INSTRUCTIONS FOR THE TASK: Below are lines of data; count those containing the word "unwrap" and write nothing but the number.
** DATASET ENTRIES follows **
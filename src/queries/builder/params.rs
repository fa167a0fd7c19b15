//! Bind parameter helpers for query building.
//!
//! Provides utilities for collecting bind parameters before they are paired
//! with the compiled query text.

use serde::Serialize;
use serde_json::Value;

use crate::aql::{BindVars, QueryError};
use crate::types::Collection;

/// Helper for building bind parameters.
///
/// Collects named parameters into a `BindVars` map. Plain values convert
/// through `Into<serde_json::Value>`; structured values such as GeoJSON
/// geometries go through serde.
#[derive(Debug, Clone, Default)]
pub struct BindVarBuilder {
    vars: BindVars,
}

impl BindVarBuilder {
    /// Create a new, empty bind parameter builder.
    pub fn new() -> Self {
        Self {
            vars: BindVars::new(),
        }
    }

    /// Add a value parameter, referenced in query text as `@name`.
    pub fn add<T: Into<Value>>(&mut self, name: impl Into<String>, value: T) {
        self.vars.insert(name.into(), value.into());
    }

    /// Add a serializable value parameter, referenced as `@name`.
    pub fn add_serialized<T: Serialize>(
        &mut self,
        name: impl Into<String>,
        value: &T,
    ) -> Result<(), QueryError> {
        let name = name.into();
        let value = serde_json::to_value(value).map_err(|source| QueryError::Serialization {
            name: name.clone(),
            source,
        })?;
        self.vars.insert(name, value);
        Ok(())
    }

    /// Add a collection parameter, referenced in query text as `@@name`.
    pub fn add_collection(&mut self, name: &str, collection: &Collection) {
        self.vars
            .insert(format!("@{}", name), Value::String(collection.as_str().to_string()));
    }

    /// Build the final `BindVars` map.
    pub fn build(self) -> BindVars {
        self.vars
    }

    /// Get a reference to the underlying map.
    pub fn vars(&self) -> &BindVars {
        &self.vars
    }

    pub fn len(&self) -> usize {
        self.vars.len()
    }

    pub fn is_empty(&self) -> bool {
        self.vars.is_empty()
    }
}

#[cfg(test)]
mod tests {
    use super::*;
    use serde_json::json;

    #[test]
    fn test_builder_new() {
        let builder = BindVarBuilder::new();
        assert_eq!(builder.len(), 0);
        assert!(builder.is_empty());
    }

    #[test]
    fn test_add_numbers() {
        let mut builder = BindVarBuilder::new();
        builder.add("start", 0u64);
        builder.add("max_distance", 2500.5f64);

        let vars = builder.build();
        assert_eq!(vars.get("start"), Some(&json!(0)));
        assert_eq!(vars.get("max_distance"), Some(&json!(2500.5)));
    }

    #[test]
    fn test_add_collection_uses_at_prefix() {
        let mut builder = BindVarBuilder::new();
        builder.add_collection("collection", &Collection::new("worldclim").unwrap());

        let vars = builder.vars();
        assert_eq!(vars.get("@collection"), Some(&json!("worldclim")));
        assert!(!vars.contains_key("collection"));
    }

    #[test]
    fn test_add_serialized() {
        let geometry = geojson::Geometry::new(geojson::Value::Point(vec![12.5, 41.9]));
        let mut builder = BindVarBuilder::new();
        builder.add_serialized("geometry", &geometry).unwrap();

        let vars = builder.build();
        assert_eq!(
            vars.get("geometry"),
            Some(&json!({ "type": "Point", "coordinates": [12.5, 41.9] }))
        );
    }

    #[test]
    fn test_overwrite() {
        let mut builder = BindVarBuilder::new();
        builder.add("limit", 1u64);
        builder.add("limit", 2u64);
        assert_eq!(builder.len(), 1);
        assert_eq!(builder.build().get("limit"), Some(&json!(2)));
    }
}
** End of DATASET ENTRIES **
ANSWER FOR THIS EXERCISE: 2